Friendly Fires have penned a lengthy statement about their return and why they were gone from our lives for so darn long.
Last week the trio announced a huge London show and a tiny teaser of new music - the live date will be the first Friendly Fires show in the UK since 2012, and any new album would be their first in the best part of a decade.
"Creativity can be an ephemeral thing," the band write on Facebook. "Sometimes ideas flow, as does the confidence to develop them into finished pieces of work. Other times it's a struggle but you battle through it, and during some even more difficult times it feels like nothing comes at all."

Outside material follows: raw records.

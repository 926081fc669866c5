//! Outgoing message dispatch.
//!
//! Validates chat content and applies a client-side send cooldown. The
//! cooldown is a courtesy throttle for the local user, not a security control:
//! the server must rate limit on its own if that matters.

use std::{ops::Sub, time::Duration};

use parley_proto::{Outbound, ReceivedMessage, SendMessage};

use crate::{ChatMessage, ClientError, Session, Timer};

/// Stateless apart from the cooldown timer.
#[derive(Debug, Clone)]
pub struct MessageDispatcher<I> {
    cooldown: Timer<I>,
}

impl<I> MessageDispatcher<I>
where
    I: Copy + Ord + Sub<Output = Duration>,
{
    /// Create a dispatcher with the given cooldown.
    pub fn new(cooldown: Duration) -> Self {
        Self { cooldown: Timer::new(cooldown) }
    }

    /// Whether the send control should be enabled.
    ///
    /// Flips to `false` on send and back to `true` once [`Self::poll`]
    /// observes the cooldown has elapsed.
    pub fn can_send(&self) -> bool {
        !self.cooldown.is_pending()
    }

    /// Prepare an outgoing message.
    ///
    /// Content is trimmed. Blank content is a silent no-op (`Ok(None)`), not
    /// an error. A successful send arms the cooldown.
    ///
    /// # Errors
    ///
    /// - `ClientError::CoolingDown` if the previous send was too recent
    pub fn send(&mut self, content: &str, now: I) -> Result<Option<Outbound>, ClientError> {
        let content = content.trim();
        if content.is_empty() {
            return Ok(None);
        }

        if let Some(remaining) = self.cooldown.remaining(now) {
            return Err(ClientError::CoolingDown { remaining });
        }

        self.cooldown.arm(now);
        Ok(Some(Outbound::SendMessage(SendMessage { content: content.to_string() })))
    }

    /// Expire the cooldown. Returns `true` when sending becomes possible again.
    pub fn poll(&mut self, now: I) -> bool {
        self.cooldown.poll(now)
    }

    /// Drop any pending cooldown. Returns `true` if one was pending.
    pub fn cancel(&mut self) -> bool {
        self.cooldown.cancel()
    }

    /// Present an inbound message. No filtering, buffering or deduplication.
    pub fn receive(&self, message: ReceivedMessage, session: &Session) -> ChatMessage {
        ChatMessage::from_wire(message, session)
    }
}
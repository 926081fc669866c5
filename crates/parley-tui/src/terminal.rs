//! Terminal driver for the TUI.
//!
//! Implements the [`Driver`] trait for terminal I/O using crossterm for
//! keyboard events and ratatui for rendering. Network uses the WebSocket
//! transport from `parley-client`.

use std::{
    io::{self, Stdout, stdout},
    time::Instant,
};

use crossterm::{
    ExecutableCommand,
    event::{Event, EventStream, KeyCode, KeyEventKind},
    terminal::{EnterAlternateScreen, LeaveAlternateScreen, disable_raw_mode, enable_raw_mode},
};
use futures::StreamExt;
use parley_app::{App, AppAction, AppEvent, Driver};
use parley_client::{
    JoinForm, Outbound, TransportEvent,
    transport::{self, ConnectedClient, ReconnectConfig},
};
use ratatui::{Terminal, backend::CrosstermBackend};
use thiserror::Error;

use crate::{InputState, KeyInput, ui};

/// Terminal driver errors.
#[derive(Debug, Error)]
pub enum TerminalError {
    /// I/O error from terminal operations.
    #[error("I/O error: {0}")]
    Io(#[from] io::Error),

    /// The transport task is gone.
    #[error("channel send error")]
    ChannelSend,
}

/// Terminal driver implementing the [`Driver`] trait.
///
/// Handles terminal I/O (crossterm), rendering (ratatui), and the WebSocket
/// channel. Owns the input state for text editing.
pub struct TerminalDriver {
    terminal: Terminal<CrosstermBackend<Stdout>>,
    event_stream: EventStream,
    connection: Option<ConnectedClient>,
    reconnect: ReconnectConfig,
    input_state: InputState,
    /// Join form from the command line, submitted on the first poll.
    pending_join: Option<JoinForm>,
}

impl TerminalDriver {
    /// Create a new terminal driver and take over the screen.
    pub fn new(reconnect: ReconnectConfig) -> Result<Self, TerminalError> {
        enable_raw_mode()?;
        stdout().execute(EnterAlternateScreen)?;

        let backend = CrosstermBackend::new(stdout());
        let terminal = Terminal::new(backend)?;
        let event_stream = EventStream::new();

        Ok(Self {
            terminal,
            event_stream,
            connection: None,
            reconnect,
            input_state: InputState::new(),
            pending_join: None,
        })
    }

    /// Submit `form` as soon as the runtime starts polling.
    pub fn join_on_start(&mut self, form: JoinForm) {
        self.pending_join = Some(form);
    }

    /// Convert crossterm `KeyCode` to `KeyInput`.
    fn convert_key(code: KeyCode) -> Option<KeyInput> {
        match code {
            KeyCode::Char(c) => Some(KeyInput::Char(c)),
            KeyCode::Enter => Some(KeyInput::Enter),
            KeyCode::Backspace => Some(KeyInput::Backspace),
            KeyCode::Delete => Some(KeyInput::Delete),
            KeyCode::Esc => Some(KeyInput::Esc),
            KeyCode::Left => Some(KeyInput::Left),
            KeyCode::Right => Some(KeyInput::Right),
            KeyCode::Home => Some(KeyInput::Home),
            KeyCode::End => Some(KeyInput::End),
            _ => None,
        }
    }
}

impl Driver for TerminalDriver {
    type Error = TerminalError;
    type Instant = Instant;

    async fn poll_event(&mut self, app: &mut App) -> Result<Vec<AppAction>, Self::Error> {
        if let Some(form) = self.pending_join.take() {
            return Ok(app.join(form));
        }

        let timeout = tokio::time::Duration::from_millis(100);

        tokio::select! {
            biased;

            // Terminal events
            maybe_event = self.event_stream.next() => {
                match maybe_event {
                    Some(Ok(Event::Key(key_event))) if key_event.kind == KeyEventKind::Press => {
                        match Self::convert_key(key_event.code) {
                            Some(key_input) => Ok(self.input_state.handle_key(key_input, app)),
                            None => Ok(vec![]),
                        }
                    },
                    Some(Ok(Event::Resize(..))) => Ok(vec![AppAction::Render]),
                    Some(Err(e)) => Err(TerminalError::Io(e)),
                    _ => Ok(vec![]),
                }
            }

            // Tick timeout
            () = tokio::time::sleep(timeout) => {
                Ok(app.handle(AppEvent::Tick))
            }
        }
    }

    async fn send(&mut self, outbound: Outbound) -> Result<(), Self::Error> {
        if let Some(conn) = &self.connection {
            conn.to_server.send(outbound).await.map_err(|_| TerminalError::ChannelSend)?;
        }
        Ok(())
    }

    async fn recv(&mut self) -> Option<TransportEvent> {
        self.connection.as_mut().and_then(|conn| conn.from_server.try_recv().ok())
    }

    async fn connect(&mut self, url: &str) -> Result<(), Self::Error> {
        self.connection = Some(transport::connect(url, self.reconnect.clone()));
        Ok(())
    }

    fn disconnect(&mut self) {
        if let Some(conn) = self.connection.take() {
            conn.stop();
        }
    }

    fn is_connected(&self) -> bool {
        self.connection.is_some()
    }

    fn now(&self) -> Self::Instant {
        Instant::now()
    }

    fn render(&mut self, app: &App) -> Result<(), Self::Error> {
        self.terminal.draw(|frame| {
            ui::render(frame, app, &self.input_state);
        })?;
        Ok(())
    }

    fn stop(&mut self) {
        self.disconnect();
    }
}

impl Drop for TerminalDriver {
    fn drop(&mut self) {
        self.stop();
        let _ = disable_raw_mode();
        let _ = stdout().execute(LeaveAlternateScreen);
    }
}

"Well, we feel like we’ve reached the end of a long period of the latter scenario and are much closer to the former. We’re making music that is meeting the standards we’ve set in the past; the relationships between us are good, and we want to write a new chapter for the band that has been our lives’ most significant work."
"It's taken time and water under the bridge to get to this point, but in many ways us coming back now after a long break could be the best possible way for it to happen. We’re working out of Ed [Macfarlane]'s old garage, just like we did at the start. Our individual addictions - largely to modular synths and county cricket - are finally under a semblance of control."
"Thank you for being patient, you mean the world to us and we want to repay you all with the stuff we have planned. We’ve always been proud that our fans seem to reflect the core ideals we built the band around - open, inclusive people who came to our shows to have a good time and celebrate. We’re sorry it's taken a long time to get it together, but we’re ready. And we hope you are too."